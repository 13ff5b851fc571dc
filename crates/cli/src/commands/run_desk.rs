//! Long-running desk: MTM poller plus exit policy until Ctrl+C.

use anyhow::Result;
use clap::Args;
use tokio::sync::watch;

use gex_desk_core::ConfigWatcher;

use super::status::print_report;
use crate::context::DeskContext;

/// Arguments for the run command.
#[derive(Args, Debug, Clone)]
pub struct RunDeskArgs {
    /// Do not reload the config file when it changes
    #[arg(long)]
    pub no_watch: bool,

    /// Refresh only this position
    #[arg(long)]
    pub focus: Option<gex_desk_core::PositionId>,
}

/// Runs the desk loop.
///
/// # Errors
/// Returns an error if the focus position is not open.
pub async fn run_desk(ctx: DeskContext, args: RunDeskArgs) -> Result<()> {
    if let Some(id) = args.focus {
        ctx.desk.set_active(Some(id))?;
        ctx.desk.set_focus_mode(true);
        tracing::info!(position_id = %id, "Focus mode on");
    }

    let (shutdown_tx, shutdown_rx) = watch::channel(false);

    let updates = if args.no_watch {
        None
    } else {
        let (watcher, rx) = ConfigWatcher::new(ctx.config.clone());
        let watcher = watcher.with_profile(ctx.profile.clone());
        let path = ctx.config_path.clone();
        tokio::spawn(async move {
            if let Err(e) = watcher.watch(&path).await {
                tracing::warn!(path = %path.display(), error = %e, "Config watch stopped");
            }
        });
        Some(rx)
    };

    tokio::spawn(async move {
        if tokio::signal::ctrl_c().await.is_ok() {
            tracing::info!("Received Ctrl+C, initiating shutdown");
        }
        let _ = shutdown_tx.send(true);
    });

    ctx.desk.run_with_updates(shutdown_rx, updates).await?;

    print_report(&ctx, chrono::Utc::now());
    Ok(())
}
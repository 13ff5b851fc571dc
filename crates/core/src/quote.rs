//! Quote records returned by the quote gateway.

use rust_decimal::Decimal;
use serde::{Deserialize, Serialize};
use std::fmt;
use std::str::FromStr;

/// Which price of a leg quote the desk values premiums with.
#[derive(Debug, Clone, Copy, PartialEq, Eq, Hash, Default, Serialize, Deserialize)]
#[serde(rename_all = "UPPERCASE")]
pub enum PricingMode {
    /// Venue mark price, falling back to mid.
    #[default]
    Mark,
    /// Bid/ask midpoint, falling back to mark.
    Mid,
}

impl PricingMode {
    /// Returns the string representation.
    #[must_use]
    pub fn as_str(&self) -> &'static str {
        match self {
            Self::Mark => "MARK",
            Self::Mid => "MID",
        }
    }
}

impl fmt::Display for PricingMode {
    fn fmt(&self, f: &mut fmt::Formatter<'_>) -> fmt::Result {
        f.write_str(self.as_str())
    }
}

impl FromStr for PricingMode {
    type Err = String;

    fn from_str(s: &str) -> Result<Self, Self::Err> {
        match s.to_ascii_uppercase().as_str() {
            "MARK" => Ok(Self::Mark),
            "MID" => Ok(Self::Mid),
            other => Err(format!("unknown pricing mode: {other}")),
        }
    }
}

/// Snapshot of one option leg as quoted by the venue.
///
/// Prices are in underlying units. Any field may be absent; a venue with no
/// two-sided market simply reports no bid and/or ask.
#[derive(Debug, Clone, Default, PartialEq, Eq, Serialize, Deserialize)]
pub struct LegQuote {
    pub bid: Option<Decimal>,
    pub ask: Option<Decimal>,
    pub mark: Option<Decimal>,
    /// Mark implied volatility, in percent.
    #[serde(default, skip_serializing_if = "Option::is_none")]
    pub iv: Option<Decimal>,
    #[serde(default, skip_serializing_if = "Option::is_none")]
    pub open_interest: Option<Decimal>,
}

impl LegQuote {
    /// Creates a quote from bid, ask and mark.
    #[must_use]
    pub fn new(bid: Decimal, ask: Decimal, mark: Decimal) -> Self {
        Self {
            bid: Some(bid),
            ask: Some(ask),
            mark: Some(mark),
            iv: None,
            open_interest: None,
        }
    }

    /// Sets implied volatility and open interest.
    #[must_use]
    pub fn with_greeks(mut self, iv: Option<Decimal>, open_interest: Option<Decimal>) -> Self {
        self.iv = iv;
        self.open_interest = open_interest;
        self
    }
}

/// Spot reading for the underlying, taken from its perpetual.
#[derive(Debug, Clone, Copy, Default, PartialEq, Eq, Serialize, Deserialize)]
pub struct SpotQuote {
    pub index_price: Option<Decimal>,
    pub last_price: Option<Decimal>,
}

impl SpotQuote {
    /// Index price if positive, then last price, then `fallback`.
    #[must_use]
    pub fn resolve(&self, fallback: Decimal) -> Decimal {
        self.index_price
            .filter(|p| p.is_sign_positive() && !p.is_zero())
            .or_else(|| {
                self.last_price
                    .filter(|p| p.is_sign_positive() && !p.is_zero())
            })
            .unwrap_or(fallback)
    }
}
#![allow(dead_code)]

use std::collections::{HashMap, HashSet};
use std::sync::atomic::{AtomicUsize, Ordering};
use std::time::Duration;

use async_trait::async_trait;
use parking_lot::Mutex;
use rust_decimal::Decimal;
use rust_decimal_macros::dec;

use gex_desk_core::{
    DeskConfig, DeskError, EntryQuotes, LegQuote, PositionTerms, QuoteSource, Result, SpotQuote,
};

pub const CALL: &str = "BTC-27DEC24-60000-C";
pub const PUT: &str = "BTC-27DEC24-60000-P";
pub const PERP: &str = "BTC-PERPETUAL";

/// Scripted quote source: fixed quotes, per-instrument failures and delays.
#[derive(Default)]
pub struct FakeQuotes {
    quotes: Mutex<HashMap<String, LegQuote>>,
    spots: Mutex<HashMap<String, SpotQuote>>,
    failing: Mutex<HashSet<String>>,
    delays: Mutex<HashMap<String, Duration>>,
    calls: AtomicUsize,
}

impl FakeQuotes {
    pub fn new() -> Self {
        Self::default()
    }

    pub fn set_quote(&self, instrument: &str, quote: LegQuote) {
        self.quotes.lock().insert(instrument.to_string(), quote);
    }

    pub fn set_spot(&self, perpetual: &str, index_price: Decimal) {
        self.spots.lock().insert(
            perpetual.to_string(),
            SpotQuote {
                index_price: Some(index_price),
                last_price: None,
            },
        );
    }

    pub fn set_raw_spot(&self, perpetual: &str, spot: SpotQuote) {
        self.spots.lock().insert(perpetual.to_string(), spot);
    }

    pub fn fail(&self, instrument: &str) {
        self.failing.lock().insert(instrument.to_string());
    }

    pub fn recover(&self, instrument: &str) {
        self.failing.lock().remove(instrument);
    }

    pub fn delay(&self, instrument: &str, delay: Duration) {
        self.delays.lock().insert(instrument.to_string(), delay);
    }

    pub fn calls(&self) -> usize {
        self.calls.load(Ordering::SeqCst)
    }

    async fn prepare(&self, instrument: &str) -> Result<()> {
        self.calls.fetch_add(1, Ordering::SeqCst);
        let delay = self.delays.lock().get(instrument).copied();
        if let Some(delay) = delay {
            tokio::time::sleep(delay).await;
        }
        if self.failing.lock().contains(instrument) {
            return Err(DeskError::quote_unavailable(instrument, "scripted failure"));
        }
        Ok(())
    }
}

#[async_trait]
impl QuoteSource for FakeQuotes {
    async fn get_quote(&self, instrument: &str) -> Result<LegQuote> {
        self.prepare(instrument).await?;
        self.quotes
            .lock()
            .get(instrument)
            .cloned()
            .ok_or_else(|| DeskError::quote_unavailable(instrument, "no quote scripted"))
    }

    async fn get_spot(&self, perpetual: &str) -> Result<SpotQuote> {
        self.prepare(perpetual).await?;
        self.spots
            .lock()
            .get(perpetual)
            .cloned()
            .ok_or_else(|| DeskError::quote_unavailable(perpetual, "no spot scripted"))
    }
}

pub fn config() -> DeskConfig {
    let mut config = DeskConfig::default();
    config.poller.fetch_timeout_ms = 200;
    config
}

pub fn terms() -> PositionTerms {
    PositionTerms::new("BTC", "27DEC24", dec!(60000), CALL, PUT)
}

/// Terms for a distinct strike, with its own leg names.
pub fn terms_at(strike: u32) -> PositionTerms {
    PositionTerms::new(
        "BTC",
        "27DEC24",
        Decimal::from(strike),
        format!("BTC-27DEC24-{strike}-C"),
        format!("BTC-27DEC24-{strike}-P"),
    )
}

pub fn scenario_a_call() -> LegQuote {
    LegQuote::new(dec!(0.01), dec!(0.012), dec!(0.011))
}

pub fn scenario_a_put() -> LegQuote {
    LegQuote::new(dec!(0.008), dec!(0.009), dec!(0.0085))
}

/// Entry at 660 + 510 = 1170.
pub fn scenario_a_entry() -> EntryQuotes {
    EntryQuotes {
        call: scenario_a_call(),
        put: scenario_a_put(),
        spot: dec!(60000),
    }
}

/// Source quoting the Scenario B marks (700 + 550 at spot 50000).
pub fn scenario_b_source() -> FakeQuotes {
    let source = FakeQuotes::new();
    source.set_quote(CALL, LegQuote::new(dec!(0.013), dec!(0.015), dec!(0.014)));
    source.set_quote(PUT, LegQuote::new(dec!(0.010), dec!(0.012), dec!(0.011)));
    source.set_spot(PERP, dec!(50000));
    source
}

/// Quotes every leg of `terms_at(strike)` at Scenario B marks.
pub fn quote_strike(source: &FakeQuotes, strike: u32) {
    source.set_quote(
        &format!("BTC-27DEC24-{strike}-C"),
        LegQuote::new(dec!(0.013), dec!(0.015), dec!(0.014)),
    );
    source.set_quote(
        &format!("BTC-27DEC24-{strike}-P"),
        LegQuote::new(dec!(0.010), dec!(0.012), dec!(0.011)),
    );
}
mod common;

use chrono::{Duration, Utc};
use rust_decimal::Decimal;
use rust_decimal_macros::dec;

use common::*;
use gex_desk_core::{CloseMethod, DeskError, PositionId, PositionStatus, SpotQuote};
use gex_desk_options_manager::{JsonLedgerStore, PaperDesk, ValuationStatus};

#[test]
fn scenario_a_entry_cost() {
    let desk = PaperDesk::new(FakeQuotes::new(), &config());
    let pos = desk.open_position(terms(), scenario_a_entry()).unwrap();

    assert_eq!(pos.call_prem_usd, dec!(660));
    assert_eq!(pos.put_prem_usd, dec!(510));
    assert_eq!(pos.total_cost_usd, dec!(1170));
    assert_eq!(pos.total_cost_usd, pos.call_prem_usd + pos.put_prem_usd);
    assert_eq!(pos.status(), PositionStatus::Open);
    assert_eq!(desk.list_open().len(), 1);
}

#[test]
fn invalid_entry_leaves_ledger_untouched() {
    let desk = PaperDesk::new(FakeQuotes::new(), &config());

    let mut no_put = terms();
    no_put.put_instrument = None;
    let err = desk.open_position(no_put, scenario_a_entry()).unwrap_err();
    assert!(matches!(err, DeskError::InvalidEntry(_)));

    let err = desk
        .open_position(terms().with_quantity(dec!(0)), scenario_a_entry())
        .unwrap_err();
    assert!(matches!(err, DeskError::InvalidEntry(_)));

    assert!(desk.list_open().is_empty());
    assert!(desk.list_closed().is_empty());
}

#[test]
fn duplicate_open_is_rejected() {
    let desk = PaperDesk::new(FakeQuotes::new(), &config());
    desk.open_position(terms(), scenario_a_entry()).unwrap();
    let err = desk.open_position(terms(), scenario_a_entry()).unwrap_err();
    assert!(matches!(err, DeskError::DuplicatePosition { .. }));
    assert_eq!(desk.list_open().len(), 1);
}

#[tokio::test]
async fn scenario_b_poll_values_position() {
    let desk = PaperDesk::new(scenario_b_source(), &config());
    let id = desk.open_position(terms(), scenario_a_entry()).unwrap().id;

    let now = Utc::now();
    let report = desk.poll_once(now).await;
    assert_eq!(report.refreshed, vec![id]);
    assert!(report.failed.is_empty());

    let snap = desk.get_valuation(&id).unwrap();
    assert_eq!(snap.call_value_usd, dec!(700));
    assert_eq!(snap.put_value_usd, dec!(550));
    assert_eq!(snap.value_usd, dec!(1250));
    assert_eq!(snap.pnl_usd, dec!(80));
    assert_eq!(snap.fetched_at, now);
    assert!(desk.valuation_status(&id, now).is_fresh());
}

#[tokio::test]
async fn scenario_c_take_profit_closes_on_fresh_snapshot() {
    let desk = PaperDesk::new(scenario_b_source(), &config());
    let id = desk.open_position(terms(), scenario_a_entry()).unwrap().id;
    desk.configure_exit_policy(dec!(50), dec!(100), true).unwrap();

    let now = Utc::now();
    desk.poll_once(now).await;
    let closed = desk.evaluate_exits(now + Duration::seconds(1));

    assert_eq!(closed.len(), 1);
    assert_eq!(closed[0].id, id);
    assert!(closed[0].record.reason.contains("TP"));
    assert_eq!(closed[0].record.pnl_usd, dec!(80));
    assert_eq!(closed[0].record.basis, CloseMethod::MarkToMarket);

    let pos = desk.get_position(&id).unwrap();
    assert!(pos.note.unwrap().contains("auto:TP 50"));
    assert_eq!(desk.get_equity().equity, dec!(1080));
    assert!(desk.get_valuation(&id).is_none());
}

#[tokio::test]
async fn scenario_d_stale_snapshot_never_closes() {
    let desk = PaperDesk::new(scenario_b_source(), &config());
    let id = desk.open_position(terms(), scenario_a_entry()).unwrap().id;
    desk.configure_exit_policy(dec!(50), dec!(100), true).unwrap();

    let t0 = Utc::now();
    desk.poll_once(t0).await;

    let later = t0 + Duration::seconds(12);
    assert!(desk.evaluate_exits(later).is_empty());
    assert!(desk.get_position(&id).unwrap().is_open());
    assert!(matches!(
        desk.valuation_status(&id, later),
        ValuationStatus::Stale { age_ms: 12_000, .. }
    ));
}

#[tokio::test]
async fn scenario_e_manual_close_uses_intrinsic() {
    let desk = PaperDesk::new(FakeQuotes::new(), &config());
    let id = desk.open_position(terms(), scenario_a_entry()).unwrap().id;

    let record = desk
        .close_position(id, "manual", Some(dec!(61000)))
        .await
        .unwrap();

    assert_eq!(record.close_value_usd, dec!(1000));
    assert_eq!(record.pnl_usd, dec!(-170));
    assert_eq!(record.basis, CloseMethod::Intrinsic);
    assert_eq!(desk.get_equity().equity, dec!(830));
    // no quotes were needed
    assert_eq!(desk.source().calls(), 0);
}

※

=== Your objective ===
Restate, please, word for word the span of records running from the first line to the line bearing "use super::status::print_report;", both included, and nothing outside it.

=== Result below ===
repository 13ff5b851fc571dc
filename crates/cli/src/commands/run_desk.rs
//! Long-running desk: MTM poller plus exit policy until Ctrl+C.

use anyhow::Result;
use clap::Args;
use tokio::sync::watch;

use gex_desk_core::ConfigWatcher;

use super::status::print_report;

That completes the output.